The synthesized materials were subjected to comprehensive characterization using advanced analytical techniques. The crystallographic properties were determined employing Proto's X-ray diffractometer, procured from the United Kingdom, and equipped with λ = 1.5418 nm Cu-Kα radiation source. The XRD measurements were conducted across 10° to 60° of the 2θ diffraction angle range. The corresponding X-ray diffraction intensity vs. 2θ data was recorded. The microstructural analysis was carried out utilizing ZEISS's scanning electron microscopy, which was procured from the United Kingdom. The electrochemical evaluation of the synthesized materials was performed to investigate their electrochemical performance. For this, a Gamry Instruments' Galvanostat potentiostat (Reference 3000), procured from the United States, was used. As a result, the electrode's as well as devices' cyclic voltammetry (CV), galvanostatic charge/discharge (GCD) tests, impedance, and stability assessment were conducted. The electrode testing involved a three-electrode assembly, with a platinum (Pt) wire and a Hg/HgO, serving as the reference and counter electrodes, respectively. The device as well as working electrodes were synthesized utilizing Ni-foam, as previously explained in the experimental procedure.

3. Results and discussion

3.1. Crystallography and microstructure analysis

The X-ray diffraction (XRD) analysis revealed distinct peaks of metal–organic framework (MOF) and reduced graphene oxide (rGO) samples, and polyaniline (PANI) sample, as shown in Fig. 2. The MOF exhibited prominent peaks at 15.85°, 18.02°, 30.741°, 33.06°, and 45.3°. The first two peaks at 15.85° and 18.02° have been reported in the literature and are considered characteristic of Ni-based MOFs,⁴⁵ the peaks at 30.71°, and 33.06° are associated with Co-based MOFs indicating the presence of Co in the MOF^46,47 and the peak at 45.3° corresponds to the presence of Mn in the MOF.⁴⁸ A distinct peak at 25.08° was observed, which corresponds to the characteristic peak associated with the formation of rGO.⁴⁹ The presence of a peak at 25.7° in the PANI sample, closely matching the literature-reported value, serves as a characteristic indication of successful polyaniline synthesis.⁵⁰ The material of interest, i.e., C₂ nanocomposite, showed the characteristic peaks of Ni–Co–Mn MOFs, PANI, and rGO, indicating its composite nature.

Fig. 2 The XRD measurements of Ni–Co–Mn MOFs, PANI, and rGO electrodes over a 10° to 60° range of 2θ diffraction angle.

Fig. 3(a1)–(a6) shows the SEM micrographs as well as EDS elemental area mapping of the Ni–Co–Mn MOFs. It reveals its distinct cubic morphology,⁴⁶ which is consistent with previous findings that associate Co with such structural features in MOFs.
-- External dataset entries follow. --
#[cfg(test)]
mod tests {
    use super::*;
    use crate::rules::{ConfigurableRuleEngine, RuleEngine};
    use proptest::prelude::*;
    use regulus_test::{fixtures, IterationBuilder, LogBuilder};
    use std::time::UNIX_EPOCH;

    fn run(content: &str) -> ExtractedRun {
        let rules = ConfigurableRuleEngine::new().rules_for("default");
        let file = DiscoveredFile::new("run/result-summary.txt", content.len() as u64, UNIX_EPOCH);
        RegexDataExtractor::new().extract(content, &rules, &file)
    }

    #[test]
    fn test_single_uperf_iteration() {
        let extracted = run(fixtures::UPERF_SINGLE);
        assert_eq!(extracted.benchmark, "uperf");
        assert_eq!(extracted.iterations.len(), 1);

        let it = &extracted.iterations[0];
        assert_eq!(it.unique_params.get("nthreads").map(String::as_str), Some("1"));
        assert_eq!(it.samples.len(), 1);
        assert_eq!(it.results.len(), 1);
        assert_eq!(it.results[0].metric_type(), "Gbps");
        assert_eq!(it.results[0].mean(), Some(9.9));
    }

    #[test]
    fn test_header_fields() {
        let extracted = run(fixtures::UPERF_MULTI);
        assert_eq!(extracted.run_id, "3f2a1c9e-0000-4d2b-9b1a-aa00bb11cc22");
        assert_eq!(extracted.common_params.get("protocol").map(String::as_str), Some("tcp"));
        assert_eq!(extracted.key_tags.get("model").map(String::as_str), Some("dell-r750"));
        assert!(!extracted.key_tags.contains_key("unrelated"));
        assert!(extracted.tags.contains("unrelated=1"));
    }

    #[test]
    fn test_iterations_in_source_order() {
        let extracted = run(fixtures::UPERF_MULTI);
        let ids: Vec<_> = extracted
            .iterations
            .iter()
            .map(|it| it.iteration_id.as_str())
            .collect();
        assert_eq!(ids, vec!["AAAA-0001", "BBBB-0002", "CCCC-0003"]);
        assert_eq!(extracted.metadata.iterations_found, 3);
        assert_eq!(extracted.iterations[1].results.len(), 2);
    }

    #[test]
    fn test_iteration_without_results_gets_placeholder() {
        let extracted = run(fixtures::EMPTY_ITERATION);
        assert_eq!(extracted.iterations.len(), 1);
        assert!(extracted.iterations[0].results[0].is_placeholder());
    }

    #[test]
    fn test_log_without_markers_is_legacy() {
        let extracted = run(fixtures::LEGACY);
        assert_eq!(extracted.iterations.len(), 1);
        let it = &extracted.iterations[0];
        assert_eq!(it.iteration_id, crate::model::LEGACY_ITERATION_ID);
        assert_eq!(it.results.len(), 2);
    }

    #[test]
    fn test_log_without_markers_or_results_gets_placeholder() {
        let extracted = run("benchmark: uperf\nno results here\n");
        assert_eq!(extracted.iterations.len(), 1);
        let it = &extracted.iterations[0];
        assert_eq!(it.iteration_id, crate::model::LEGACY_ITERATION_ID);
        assert_eq!(it.results.len(), 1);
        assert!(it.results[0].is_placeholder());
        assert_eq!(it.results[0].metric_type(), "unknown");
    }

    #[test]
    fn test_duplicate_iteration_ids_merge() {
        let content = "benchmark: uperf\n\
            iteration-id: AAAA\n  unique params: nthreads=1\n\
            result: (uperf::Gbps) samples: 1 mean: 1 min: 1 max: 1 stddev: 0 stddevpct: 0\n\
            iteration-id: AAAA\n  unique params: nthreads=2 wsize=64\n\
            result: (uperf::Mbps) samples: 2 mean: 2 min: 2 max: 2 stddev: 0 stddevpct: 0\n";
        let extracted = run(content);
        assert_eq!(extracted.iterations.len(), 1);
        let it = &extracted.iterations[0];
        assert_eq!(it.results.len(), 2);
        assert_eq!(it.unique_params.get("nthreads").map(String::as_str), Some("1"));
        assert_eq!(it.unique_params.get("wsize").map(String::as_str), Some("64"));
    }

    #[test]
    fn test_benchmark_falls_back_to_unknown() {
        assert_eq!(run("nothing useful here\n").benchmark, UNKNOWN_BENCHMARK);
    }

    #[test]
    fn test_timing_is_optional() {
        let rules = ConfigurableRuleEngine::new().rules_for("default");
        let file = DiscoveredFile::new("f", 0, UNIX_EPOCH);
        let untimed = RegexDataExtractor::new().extract(fixtures::UPERF_SINGLE, &rules, &file);
        let timed = RegexDataExtractor::new()
            .with_timing(true)
            .extract(fixtures::UPERF_SINGLE, &rules, &file);
        assert!(untimed.metadata.extraction_duration_ms.is_none());
        assert!(timed.metadata.extraction_duration_ms.is_some());
    }

    #[test]
    fn test_extract_fields_uses_rules() {
        let rules = ConfigurableRuleEngine::new().rules_for("trafficgen");
        let file = DiscoveredFile::new("f", 0, UNIX_EPOCH);
        let fields =
            RegexDataExtractor::new().extract_fields(fixtures::TRAFFICGEN, &rules, &file);
        assert_eq!(fields.benchmark, "trafficgen");
        assert!(fields.raw_matches["result"].matched);
        assert_eq!(fields.raw_matches["result"].groups[0], "trafficgen::rx-pps");
        assert!(fields.metadata_matches["iteration-id"].matched);
    }

    proptest! {
        #![proptest_config(ProptestConfig::with_cases(48))]

        #[test]
        fn prop_every_iteration_has_a_result(
            with_results in prop::collection::vec(any::<bool>(), 0..8)
        ) {
            let mut builder = LogBuilder::new("uperf");
            for (i, has_result) in with_results.iter().enumerate() {
                let mut it = IterationBuilder::new(&format!("ITER-{:03}", i));
                if *has_result {
                    it = it.uperf_result("Gbps", &[2.0, 3.0]);
                }
                builder = builder.iteration(it);
            }
            let extracted = run(&builder.build());

            prop_assert_eq!(extracted.iterations.len(), with_results.len().max(1));
            prop_assert!(extracted.iterations.iter().all(|it| !it.results.is_empty()));
            if with_results.is_empty() {
                prop_assert_eq!(
                    extracted.iterations[0].iteration_id.as_str(),
                    crate::model::LEGACY_ITERATION_ID
                );
                prop_assert!(extracted.iterations[0].results[0].is_placeholder());
            }
        }
    }

    #[test]
    fn test_parse_key_values_ignores_bare_tokens() {
        let params = parse_key_values("a=1 flag b=x=y");
        assert_eq!(params.len(), 2);
        assert_eq!(params["b"], "x=y");
    }
}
The EDS elemental area mapping performed on the MOFs sample confirms the uniform distribution of nickel (Ni), cobalt (Co), and manganese (Mn) elements throughout the material. The even dispersion of these elements signifies a homogeneous distribution within the MOF, supporting its overall compositional integrity. The SEM image of reduced graphene oxide rGO, see Fig. 3(b1) and (b2) displays a distinct fibrous-like structure with a diameter of around 93 nm. This observation aligns with the expected appearance of rGO, which is known for its two-dimensional, planar structure resembling nanosheets. Fig. 3(b3) and (b4) indicate the EDS elemental area mapping of the rGO sample, revealing an even dispersion of carbon and oxygen elements throughout the material, which further supports the understanding that it is predominantly composed of carbon atoms and oxygen functional groups.

Fig. 3 Low magnification SEM micrographs of NiCoMn MOFs (a1), PANI (b1), rGO (c1), and the material of interest, i.e., C₂ (d1). High magnification SEM micrographs of NiCoMn MOFs (a2), PANI (b2), rGO (c2), and the material of interest, i.e., C₂ (d2). Elemental area mapping of constituent elements of NiCoMn MOFs (a3–a6), PANI (b3 and b4), rGO (c3 and c4), and the material of interest, i.e., C₂ (d3–d8).

Moreover, in Fig. 3(c1) and (c2), a 1D cross-linked fiber-like microstructure of PANI is demonstrated. In addition, the EDS elemental area mapping performed on the PANI confirms the uniform distribution of carbon (C) and nitrogen (Ni) elements throughout the material. The even dispersion of these elements signifies a homogeneous distribution within the MOF, supporting its overall compositional integrity. More importantly, in Fig. 3(d1) and (d2), i.e., C₂ the material of interest, the encapsulation process of the cubic MOF crystal by the rGO nanosheets and PANI is prominently demonstrated. This formation results in the development of a composite structure, which is expected to contribute to enhanced specific capacitance properties, as will be elucidated in the subsequent sections of this study. Its elemental area mapping, see Fig. 3(d3)–(d8) indicated the even distribution of all the constituent elements of NiCoMn MOFs, rGO nanosheets, and PANI 1D nanostructures.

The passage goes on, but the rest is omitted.